Half of the concert is devoted to a new work titled "Quiet No More," co-written by six composers. Commissioned by the New York City Gay Men's Chorus and the Gay Men's Chorus of Los Angeles, it commemorates the 50th anniversary of the Stonewall Uprising, when a police raid on a gay bar in New York City sparked rioting and fueled the rise of the gay rights movement.

Wondemagegnehu sees no incongruity linking the Stonewall riots with the historic struggle of the African-American people. In fact, he finds the parallels all too real and discomforting.

There are places in the eight movements of "Quiet No More" in which the violent confrontations of police and gay people at the Stonewall Inn are depicted, he explains.

"And then I think about all these black bodies across the country being brutally murdered at the hands of police officers," he said. "We have to see the intersection between that and Stonewall, and start intelligently questioning the policing in our communities."

Music is one way of doing that, he argues. The first half of the "Resistance and Resilience" program features music from the African-American tradition, focusing particularly on black spirituals.

"Spirituals are one of our original resistant musical art forms," he said. "Slaves sang them to communicate sorrow, but also hope and joy about the possibility of freedom.

"The gay community has also been fighting oppression for so long, and there's an intersection there. I don't know if we've ever really had a concert which tries to unpack that intersection."

He is aware that there are dangers involved in identifying overlaps between these historical experiences. Is it really possible, for instance, to compare the appalling subjugations and legacy of slavery with the modern-day plight of other oppressed groups in American society? Is that even appropriate?

Wondemagegnehu's response is clear, and disarming. "The black and LGBTQ communities have faced similar atrocities," he says. "We musn't try to out-woke each other, because that's divisive. We have to figure out a way to work together, to repair the pain that's been caused."

As an African-American, his empathy with their struggle for civil rights is so deep as to be virtually genetic. His understanding of the gay rights movement has been more gradual, he says, and at times fraught with difficulty.
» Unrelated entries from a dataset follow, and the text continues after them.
//! CLI configuration: thin wrapper around `lobby_config`.
//!
//! Adds resolution that respects `GlobalOpts` flag overrides (--endpoint,
//! --timeout, etc.) on top of the profile.

use std::path::PathBuf;
use std::time::Duration;

use lobby_core::{LoginConfig, TlsVerification};

use crate::cli::{ColorMode, GlobalOpts, OutputFormat};
use crate::error::CliError;

// ── Re-exports from shared crate ────────────────────────────────────

pub use lobby_config::{Config, Profile};

// ── CLI-specific helpers ────────────────────────────────────────────

/// Config file in effect: `--config` / `LOBBY_CONFIG`, else the platform
/// default.
pub fn config_file(global: &GlobalOpts) -> PathBuf {
    global.config.clone().unwrap_or_else(lobby_config::config_path)
}

pub fn load(global: &GlobalOpts) -> Result<Config, CliError> {
    Ok(lobby_config::load_config_from(&config_file(global))?)
}

pub fn save(global: &GlobalOpts, cfg: &Config) -> Result<PathBuf, CliError> {
    let path = config_file(global);
    lobby_config::save_config_to(&path, cfg)?;
    Ok(path)
}

/// Resolve the active profile name from CLI flags and config.
pub fn active_profile_name(global: &GlobalOpts, config: &Config) -> Option<String> {
    global
        .profile
        .clone()
        .or_else(|| config.default_profile.clone())
}

/// Translate the active profile + global flags into a `LoginConfig`.
///
/// CLI flag overrides take priority over profile values, which take
/// priority over `[defaults]`.
pub fn resolve_login_config(global: &GlobalOpts, cfg: &Config) -> Result<LoginConfig, CliError> {
    let profile = cfg
        .active_profile(global.profile.as_deref())
        .map_err(|_| CliError::ProfileNotFound {
            name: global.profile.clone().unwrap_or_default(),
            available: available_profiles(cfg),
        })?
        .map(|(_, p)| p);

    // A --endpoint flag replaces whatever the profile says, even if the
    // profile's own value is unusable.
    let mut login = match &global.endpoint {
        Some(raw) => {
            let overridden = profile.cloned().map(|p| Profile {
                endpoint: None,
                ..p
            });
            let mut login = lobby_config::profile_to_login_config(overridden.as_ref(), &cfg.defaults)?;
            login.endpoint = lobby_config::parse_endpoint(raw)?;
            login
        }
        None => lobby_config::profile_to_login_config(profile, &cfg.defaults)?,
    };

    if global.insecure {
        login.tls = TlsVerification::DangerAcceptInvalid;
    }
    if let Some(secs) = global.timeout {
        login.timeout = flag_secs("timeout", secs)?;
    }
    if let Some(secs) = global.attempt_timeout {
        login.attempt_timeout = flag_secs("attempt-timeout", secs)?;
    }

    Ok(login)
}

/// Output format: flag > `[defaults].output` > text.
pub fn output_format(global: &GlobalOpts, cfg: &Config) -> OutputFormat {
    global.output.unwrap_or_else(|| cfg.defaults.output.into())
}

/// Color mode: flag > `[defaults].color` > auto.
pub fn color_mode(global: &GlobalOpts, cfg: &Config) -> ColorMode {
    global.color.unwrap_or_else(|| cfg.defaults.color.into())
}

pub fn available_profiles(cfg: &Config) -> String {
    if cfg.profiles.is_empty() {
        return "(none)".into();
    }
    cfg.profiles.keys().cloned().collect::<Vec<_>>().join(", ")
}

fn flag_secs(field: &str, secs: u64) -> Result<Duration, CliError> {
    if secs == 0 {
        return Err(CliError::Validation {
            field: field.into(),
            reason: "must be at least 1 second".into(),
        });
    }
    Ok(Duration::from_secs(secs))
}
"I grew up in a black Baptist church down in Memphis," he noted. "I am so grateful for that Baptist upbringing, but I have to own the homophobia I grew up embracing. It came from my community in south Memphis, and from my religious upbringing. For a long time, right into my college years, it was a problem."

Music, and the people Wondemagegnehu met through it, gradually changed his attitude.

His first Twin Cities post, as VocalEssence assistant artistic director, led to work at American Public Media and Westminster Presbyterian Church. Appearances at the Aspen Music Festival and Carnegie Hall, and a prestigious residency at the Harvard University Glee Club, burnished his stature nationally.

This past year he has been working as a visiting instructor at St. Olaf College, where he conducts the Viking Chorus and Chapel Choir, and teaches a music and social justice course.

Nowadays he is evangelical about the unexpected bonds that can be forged between disparate groups of people, in the healing environment of musical happenings.

He hopes the One Voice concert will be a contribution to that boundary-breaking process. "Uniting the fight" is how he describes it, referring to the "emotional capital" that people gain by singing together.

"You know, in 1969 gay people stood up to police officers at Stonewall and said, 'Enough is enough, get your damn hands off of me, we're done.' I look at that power, and I think we're on the precipice of something similar happening in 2019 and later.

"These communities — both gay and African-American — that have been oppressed and marginalized for so many years are going to wake up, combine forces, and say 'Game over.' And I'm looking forward to that day."